Based on the abovementioned analysis, apart from their characteristics of sudden and rapid changes, the infrasonic anomalies are also complex and diverse in morphology, and the time at which the maximum anomalous amplitude appears corresponds to the point of highest energy (as shown in Figs 3, 5 and 7); additionally, the dominant frequency is low and appears at approximately 10⁻³ Hz (as shown in Figs 4, 6 and 8). Is the obvious increase in the amplitude a reflection of the instability and failure stage, and how does the dominant frequency of 10⁻³ Hz come into being? To answer these questions, research on the characteristics of earthquake precursors must consider the mechanism of earthquake event preparation.

Rupture process and numerical simulation

Earthquake occurrence is a process of damage accumulation induced by fracture damage evolution in geological bodies. In fact, the nonlinear characteristics (pre-earthquake displacement, rock weakening in the source area and fault creeping) of impending earthquakes mainly result from microcrack damage accumulation over time. The characteristics of a medium in a seismogenic area are the basis of earthquake preparation and precursor monitoring. Before an earthquake, the affected geological body undergoes the formation of a rapidly increasing number of fissures, then the slow expansion of fractures, and finally the rapid dislocation of those fracture during the earthquake. Crack initiation and propagation occurs near the tips of the existing cracks, leading to the main failure; the characteristics of infrasonic abnormalities are closely associated with the eventual formation of macrocracks due to the damage accumulation in the geological body [23].

To elucidate the nature of the precursory phenomena, laboratory experiments on the mechanical properties of rock before rupture have been widely adopted by scholars. A commonly used experimental method is to place the sample in a high-pressure chamber [24,25] and apply uniaxial compression. During compression, the changes in the elastic wave velocity of the sample and the volumetric increase in the sample (i.e., expansion) are continuously recorded (particularly, the expansion of the sample is of significance for the interpretation of the trends of the surface motion near the earthquake source). In the current study, the changes in the propagation velocity of the stress wave and in the volumetric strain were investigated with a model of a fractured medium under the conditions of uniform compression and plane strain.

For the current task, the medium considered here expands; that is, during loading, the changes in its volumetric strain are not linear, and even under the condition of pure shearing, and can never reduce to zero. This assumption is adopted because there is only one elastic symmetry plane in the equivalent medium, and the direction of most cracks that are formed under uniaxial compression is close to that of the compressive strain.

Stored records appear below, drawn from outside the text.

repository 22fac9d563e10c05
pub mod config;
pub mod error;
pub mod telemetry;
pub mod workflows;
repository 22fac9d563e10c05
//! Draft-based admission submission and office-side finalization.
//!
//! Applicants move through a three-phase wizard that autosaves a draft on every phase
//! change, then submit; the office later places the admitted student and provisions a
//! login. Remote collaborators sit behind the traits in [`repository`].

pub mod attachments;
pub mod client;
pub mod domain;
pub mod drafts;
pub mod fallback;
pub mod finalizer;
pub mod repository;
pub mod submission;
pub(crate) mod validation;
pub mod wizard;

#[cfg(test)]
mod tests;

pub use attachments::{AttachmentTracker, SignatureKind, UploadError, UploadFile};
pub use client::PortalClient;
pub use domain::{
    Account, AddressDetails, Application, ApplicationId, ApplicationPayload, ApplicationStatus,
    AttachmentRef, CollegePreferences, ContactDetails, DocumentKey, Draft, DraftId, DraftSummary,
    NewAccount, OfficeUseOnly, OfficeUsePatch, OwnerId, PayloadPatch, Preferences,
    SaveDraftRequest, SavedDraft, SignatureUpload, StudentDetails, StudyDetails, StudyRecord,
    UploadedFiles, BSC_DEGREE_GROUP, STUDENT_ROLE, STUDY_CLASS_LABELS,
};
pub use drafts::{DraftHandle, DraftSaveDegraded, DraftStore, DraftStoreError, SaveOutcome};
pub use fallback::{
    FallbackCache, FallbackEntry, FallbackError, FileFallbackCache, MemoryFallbackCache,
};
pub use finalizer::{
    generate_admission_number, AccountFlagOrder, AdmissionCase, AdmissionFinalizer,
    AdmissionState, FinalizationError, OfficePlacement,
};
pub use repository::{
    AccountProvisioner, ApplicationGateway, DraftService, FileUploader, RemoteError,
};
pub use submission::{SubmissionCoordinator, SubmissionError};
pub use validation::ValidationErrors;
pub use wizard::{
    reduce, Effect, StepReport, WizardController, WizardError, WizardEvent, WizardPhase,
    WizardState, WizardStep, WizardSubmitError,
};
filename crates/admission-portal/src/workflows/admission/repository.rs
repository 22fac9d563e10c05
//! Collaborator seams consumed by the admission workflows.
//!
//! Each trait mirrors one group of REST contracts. [`super::client::PortalClient`] implements
//! them over HTTP; tests substitute in-memory doubles.

use async_trait::async_trait;

use super::attachments::UploadFile;
use super::domain::{
    Account, Application, ApplicationId, ApplicationPayload, AttachmentRef, Draft, DraftId,
    DraftSummary, NewAccount, OfficeUsePatch, OwnerId, SaveDraftRequest, SavedDraft,
};

/// Remote draft persistence.
#[async_trait]
pub trait DraftService: Send + Sync {
    async fn save(&self, request: SaveDraftRequest) -> Result<SavedDraft, RemoteError>;
    async fn list(&self, owner: &OwnerId) -> Result<Vec<DraftSummary>, RemoteError>;
    async fn fetch(&self, draft_id: &DraftId) -> Result<Draft, RemoteError>;
    async fn delete(&self, draft_id: &DraftId) -> Result<(), RemoteError>;
}

/// Remote file storage; only the upload contract is consumed.
#[async_trait]
pub trait FileUploader: Send + Sync {
    async fn upload(&self, file: UploadFile) -> Result<AttachmentRef, RemoteError>;
}

/// Application records, including the office-use patch endpoint.
#[async_trait]
pub trait ApplicationGateway: Send + Sync {
    async fn create(&self, payload: &ApplicationPayload) -> Result<Application, RemoteError>;
    async fn fetch(&self, application_id: &ApplicationId) -> Result<Application, RemoteError>;
    async fn list(&self) -> Result<Vec<Application>, RemoteError>;
    async fn update_office_use(
        &self,
        application_id: &ApplicationId,
        patch: &OfficeUsePatch,
    ) -> Result<Application, RemoteError>;
}

/// Admin user-registration endpoint.
#[async_trait]
pub trait AccountProvisioner: Send + Sync {
    async fn create_account(&self, account: &NewAccount) -> Result<Account, RemoteError>;
}

/// Failure talking to a collaborator. Timeouts surface as `Transport`.
#[derive(Debug, Clone, PartialEq, Eq, thiserror::Error)]
pub enum RemoteError {
    #[error("request failed: {0}")]
    Transport(String),
    #[error("resource not found")]
    NotFound,
    #[error("collaborator responded with {status}: {body}")]
    Status { status: u16, body: String },
    #[error("unexpected response body: {0}")]
    Decode(String),
}

impl RemoteError {
    pub fn is_not_found(&self) -> bool {
        matches!(self, RemoteError::NotFound)
    }
}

To associate the density of the microcracks with the parameters of the material, we considered the material to be in a metastable state before rupturing. The transition from a metastable state to a stable state is realized through the generation of new microcrack accumulation. When the density of the microcracks among the crack group reaches a certain limit value, i.e., the formation of one additional microcrack will cause the instability of the entire crack group, this state is considered metastable. Our study focused on the accumulation of microcracks. The crack surface attenuates energy, which leads to the reclosing of the microcracks. When the density of the original microcracks reaches a certain threshold, the interaction and transfer of forces will occur among the crack group, which leads to the presence of larger cracks, resulting in larger-scale ruptures.

For any rock stratum, the cracks determine the earthquake source area as well as the deformation around the source area. For a deep fractured rock with many cracks, it is reasonable to assume that the two sides of the crack are closed and that they interact with each other in accordance with the friction law. As the relative sliding of the two sides is restricted by the pressure value along the normal direction of the crack, shear strain should be accompanied by volumetric changes. In addition, the medium containing the crack is considered an analog of the material experiencing internal embrittlement.

According to the theory of crack formation, the number of initial cracks per unit volume per unit time under standard conditions is determined by the following formula: (1) where Z is the Zelidovich factor, β is the critical initial growth rate, N is the number of growth centers per unit volume, and ΔG is the power under which the critical initial crack is formed. The numerical form of Z, β, N and ΔG depends on the specific dynamic characteristics of the studied system; however, the interdependence among these parameters is the same in all cases. Compared with the exponential factor (the change in the exponential factor is neglected), the density of random nodes is obtained as follows: (2) where α represents the critical scale. The duration of sample loading, where θ = t_k, depends on the conditions x = x_k for the critical density under constant external parameters (stress σ and temperature T).

Only microcracks that satisfy the condition of r >α are considered stable. These stable microcracks constitute the random nodes of the infiltration model. At this moment, the duration time θ = t_k is just the time required for the transition from microcracks to larger cracks.

To evaluate the effect of the external load on the formation of microcracks, ΔG can be written as follows: (3) where F represents the change in the surface energy, V represents the elastic energy stored in microcracks, and A represents the power exerted by the external force. Based on dimensionality, F = dr², V = br³, and A = Cr³σ, where σ is the pressure and b, c and d are constants.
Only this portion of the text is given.